Material and methods

Animals and housing

This study was approved by the University of Guelph Animal Care Committee (Animal Utilization Protocol Number 3169). Before the choice feeding experiment, laying hens were kept in groups of several hundred birds on a combination of deep litter (pine shaving-excreta mix) and slatted floor housing. A total of 48 adult laying hens (71 weeks of age) comprised of two different strains (LSL, UCD-003; n=24 for each strain) were individually housed in commercial cages (61×62×53.5 cm; FDI Cage Systems, Mitchell, Ontario, Canada). Each cage was furnished with a perch (30×2.54 cm) and scratch mat (20×15 cm) and equipped with nipple drinkers and a feeding trough running lengthwise in front of the cage. Opaque plastic barriers were placed floor-to-ceiling on the front half of the adjacent cage walls (25×40 cm) to avoid social learning influencing feed preferences. Lighting and temperature schedules were provided as recommended in management guidelines.

Experimental design and diet treatments

Data collection began after 1 week of habituation to the experimental set-up (including housing and diets). Hens were presented with four treatment diets at different feed : excreta ratios, 1: 0% excreta, 2: 33% excreta, 3: 66% excreta, and 4: 100% excreta. Feed was a standard diet provided by the Arkell research station (CP – 18%; calcium (Ca) – 4.2%; available phosphorus (P) – 0.44%; sodium (Na) – 0.18%; metabolizable energy (ME) – 2 900 kcal/kg; lysine – 0.89%; methionine – 0.38%). Fresh excreta (moisture – 96.3%; pH – 6.1; nitrogen (N) – 1.77%; ammonia (NH3) – 3503.05 ppm; SGS, AgriFood Laboratory, Guelph, Canada) were collected daily from non-experimental adult laying hens receiving the same feed and kept under the same housing conditions. Fresh excreta were mixed in with the feed manually to ensure homogeneity. Four equally sized aluminium containers (14.5×4.8×8.4 cm) were filled with each diet at the same volume but slightly different weight (134.3±10.16 g), and were placed in the feed trough at the front of the cage with plastic dividers (height: 12.7 cm) between them to avoid diet spillage and/or contamination. The containers were emptied and refilled on a daily basis (0830 to 1200 h). In addition, four kernels of corn (Great Value Golden Sweet Whole Kernel Corn, Walmart #00924892) were placed in each container to promote foraging. The order of the containers filled with the four different diets was systematically varied throughout the experiment which was conducted over 21 days. Consumption of each diet was recorded daily through back weighing of each container using a digital scale (NAGATA Model FAT-12, TNN, TW) and the number of corn kernels consumed from each container was recorded daily. The corn kernels were not included in the weight of the containers during recording. On the first day, corn kernels were added to the diet containers after initial weighing. The following days, corn kernels were located and removed from the containers to determine the number of corn kernels consumed, after which the diet containers were weighed to assess the amount of substrate consumed.

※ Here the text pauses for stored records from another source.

//! Format-specific bundle configurations.

use std::path::PathBuf;

use indexmap::IndexMap;
use lowcode_config::{PackageManifest, ResolvedOptions, TargetFormat};
use tracing::debug;

use super::{
    BundleConfig, BundleInput, BundleTask, ExportsMode, ExternalPattern, ModuleFormat,
    OutputTarget, OutputTargets, PluginSpec, SourcemapMode, merge_all,
};
use crate::Result;
use crate::discover::{discover_meta_files, library_inputs};
use crate::entry::{generate_meta_entry, generate_view_entry};

const RESOLVE_EXTENSIONS: [&str; 4] = [".mjs", ".js", ".json", ".ts"];

/// The command being run. It decides the default production flag.
#[derive(Debug, Clone, Copy, PartialEq, Eq)]
pub enum Command {
    Build,
    Start,
}

/// Builds [`BundleConfig`]s from resolved options.
pub struct ConfigAssembler<'a> {
    options: &'a ResolvedOptions,
    command: Command,
}

impl<'a> ConfigAssembler<'a> {
    pub fn new(options: &'a ResolvedOptions, command: Command) -> Self {
        Self { options, command }
    }

    fn production(&self) -> bool {
        self.command == Command::Build
    }

    /// Plugin chain shared by every configuration.
    pub fn base(&self, production: bool) -> BundleConfig {
        let extensions: Vec<String> = RESOLVE_EXTENSIONS.iter().map(|e| e.to_string()).collect();
        let node_env = if production { "production" } else { "development" };

        BundleConfig {
            cwd: self.options.context.clone(),
            plugins: vec![
                PluginSpec::DefineOptions,
                PluginSpec::VueSfc { production },
                PluginSpec::VueJsx,
                PluginSpec::NodeResolve {
                    extensions: extensions.clone(),
                },
                PluginSpec::CommonJs,
                PluginSpec::Transpile {
                    target: "es2018".into(),
                    sourcemap: true,
                    loaders: IndexMap::from([(".vue".to_string(), "ts".to_string())]),
                },
                PluginSpec::Babel {
                    extensions,
                    bundled_helpers: true,
                },
                PluginSpec::Replace {
                    values: IndexMap::from([
                        ("__VUE_OPTIONS_API__".to_string(), "true".to_string()),
                        ("__VUE_PROD_DEVTOOLS__".to_string(), "false".to_string()),
                        ("process.env.NODE_ENV".to_string(), format!("\"{node_env}\"")),
                    ]),
                    prevent_assignment: true,
                },
            ],
            ..Default::default()
        }
    }

    fn externals(&self) -> Vec<ExternalPattern> {
        self.options
            .externals
            .keys()
            .map(ExternalPattern::prefix)
            .collect()
    }

    /// Per-module cjs and/or esm build into `lib/` and `es/`.
    ///
    /// Dependencies and peer dependencies of the package stay external.
    pub fn library(&self) -> Result<BundleTask> {
        let context = &self.options.context;
        let manifest = PackageManifest::load(context)?;
        let src_dir = self.options.src_dir();

        let mut outputs = Vec::new();
        if self.options.wants(TargetFormat::Cjs) {
            outputs.push(
                OutputTarget::dir(context.join("lib"))
                    .format(ModuleFormat::Cjs)
                    .exports(ExportsMode::Named)
                    .entry_file_names("[name].js")
                    .preserve_modules(&src_dir),
            );
        }
        if self.options.wants(TargetFormat::Esm) {
            outputs.push(
                OutputTarget::dir(context.join("es"))
                    .format(ModuleFormat::Esm)
                    .entry_file_names("[name].mjs")
                    .preserve_modules(&src_dir),
            );
        }

        let inputs = library_inputs(&src_dir);
        debug!(inputs = inputs.len(), "library inputs collected");

        let layer = BundleConfig {
            input: Some(BundleInput::Files(inputs)),
            external: manifest
                .external_names()
                .map(ExternalPattern::prefix)
                .collect(),
            output: Some(OutputTargets::List(outputs)),
            ..Default::default()
        };
        Ok(BundleTask::new(
            "library",
            merge_all(self.base(self.production()), [layer]),
        ))
    }

    /// Development and minified production UMD bundles of `src/index.ts`.
    pub fn umd(&self) -> Vec<BundleTask> {
        let out_dir = &self.options.out_dir;
        let umd = BundleConfig {
            input: Some(BundleInput::Entry(self.options.src_dir().join("index.ts"))),
            external: self.externals(),
            treeshake: Some(true),
            output: Some(OutputTargets::Single(
                OutputTarget::default()
                    .name(&self.options.library)
                    .format(ModuleFormat::Umd)
                    .globals(self.options.externals.clone()),
            )),
            ..Default::default()
        };

        let development = merge_all(
            self.base(false),
            [
                umd.clone(),
                BundleConfig {
                    output: Some(OutputTargets::Single(
                        OutputTarget::file(out_dir.join("dist/index.js"))
                            .sourcemap(SourcemapMode::Inline),
                    )),
                    ..Default::default()
                },
            ],
        );
        let production = merge_all(
            self.base(true),
            [
                umd,
                BundleConfig {
                    plugins: vec![PluginSpec::Minify],
                    output: Some(OutputTargets::Single(OutputTarget::file(
                        out_dir.join("dist/index.prod.js"),
                    ))),
                    ..Default::default()
                },
            ],
        );

        vec![
            BundleTask::new("umd:development", development),
            BundleTask::new("umd:production", production),
        ]
    }

    /// Minified UMD bundle of the component metadata, `dist/meta.js`.
    ///
    /// Writes the metadata entry into the scratch directory.
    pub async fn meta(&self) -> Result<BundleTask> {
        let lowcode = &self.options.lowcode;
        let files = discover_meta_files(&lowcode.meta_dir);
        let entry =
            generate_meta_entry(&self.options.scratch_dir(), &files, &lowcode.npm_info, None).await?;

        let layer = BundleConfig {
            input: Some(BundleInput::Entry(entry)),
            plugins: vec![PluginSpec::Minify],
            output: Some(OutputTargets::Single(
                OutputTarget::file(self.options.out_dir.join("dist/meta.js"))
                    .name(self.options.meta_library())
                    .format(ModuleFormat::Umd),
            )),
            ..Default::default()
        };
        Ok(BundleTask::new(
            "meta",
            merge_all(self.base(self.production()), [layer]),
        ))
    }

    /// Watch-mode tasks: the view and meta entries, each registered on
    /// `window` and bundled as its own iife into the dev directory.
    ///
    /// An iife bundle has exactly one entry, so the two entries are separate
    /// tasks writing `index.js` and `meta.js`.
    pub async fn dev(&self) -> Result<Vec<BundleTask>> {
        let options = self.options;
        let scratch = options.scratch_dir();
        let meta_library = options.meta_library();
        let files = discover_meta_files(&options.lowcode.meta_dir);

        let view = generate_view_entry(
            &scratch,
            &options.src_dir().join("index.ts"),
            Some(options.library.as_str()),
        )
        .await?;
        let meta = generate_meta_entry(
            &scratch,
            &files,
            &options.lowcode.npm_info,
            Some(meta_library.as_str()),
        )
        .await?;

        let dev_dir = options.dev_dir();
        let task = |label: &str, entry: PathBuf, file: &str, name: &str| {
            let layer = BundleConfig {
                input: Some(BundleInput::Entry(entry)),
                plugins: vec![
                    PluginSpec::DevServer {
                        dir: dev_dir.clone(),
                    },
                    PluginSpec::Iife { sourcemap: true },
                ],
                external: self.externals(),
                treeshake: Some(true),
                output: Some(OutputTargets::Single(
                    OutputTarget::file(dev_dir.join(file))
                        .name(name)
                        .globals(options.externals.clone())
                        .format(ModuleFormat::Iife),
                )),
                ..Default::default()
            };
            BundleTask::new(label, merge_all(self.base(self.production()), [layer]))
        };

        Ok(vec![
            task("dev:index", view, "index.js", options.library.as_str()),
            task("dev:meta", meta, "meta.js", meta_library.as_str()),
        ])
    }

    /// Every task of a one-shot build, in execution order.
    pub async fn assemble(&self) -> Result<Vec<BundleTask>> {
        let mut tasks = Vec::new();

        if self.options.wants(TargetFormat::Cjs) || self.options.wants(TargetFormat::Esm) {
            tasks.push(self.library()?);
        }
        if self.options.wants(TargetFormat::Umd) {
            tasks.extend(self.umd());
            tasks.push(self.meta().await?);
        }

        debug!(
            tasks = ?tasks.iter().map(|t| t.label.as_str()).collect::<Vec<_>>(),
            "bundle tasks assembled"
        );
        Ok(tasks)
    }
}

In addition, BW was recorded for all hens and blood samples collected (1000 to 1030) on day 1 and day 21 of the experiment to measure plasma enzyme activities. Enzyme activity levels of alanine aminotransferase (ALT) indicating non-specific cell damage (Hochleithner, 1994), aspartate aminotransferase (AST) indicating liver damage when values are above 230 U/l (Hochleithner, 1994), and gamma-glutamyl transferase (GGT) indicating bird liver and biliary compromises when outside of the normal range of 0 to 10 U/l (Harr, 2006) were determined to assess whether the UCD-003 hens indeed differed in their liver health compared with LSL hens (Diaz et al., 1999). Venous blood (1.5 ml) was drawn from the wing and stored into EDTA coated tubes and centrifuged for plasma collection (3000×g at 4°C for 10 min). Plasma was frozen at −20°C and submitted to the Animal Health Laboratory (University of Guelph) for analysis of AST, ALT and GGT activity levels using the Roche Cobas C ASTL kit ID 0-494, C ALTL kit ID 0-495 and Roche Cobas C GGT-2 kit version 2 (Roche Diagnostics, Indianapolis, IN, USA), respectively.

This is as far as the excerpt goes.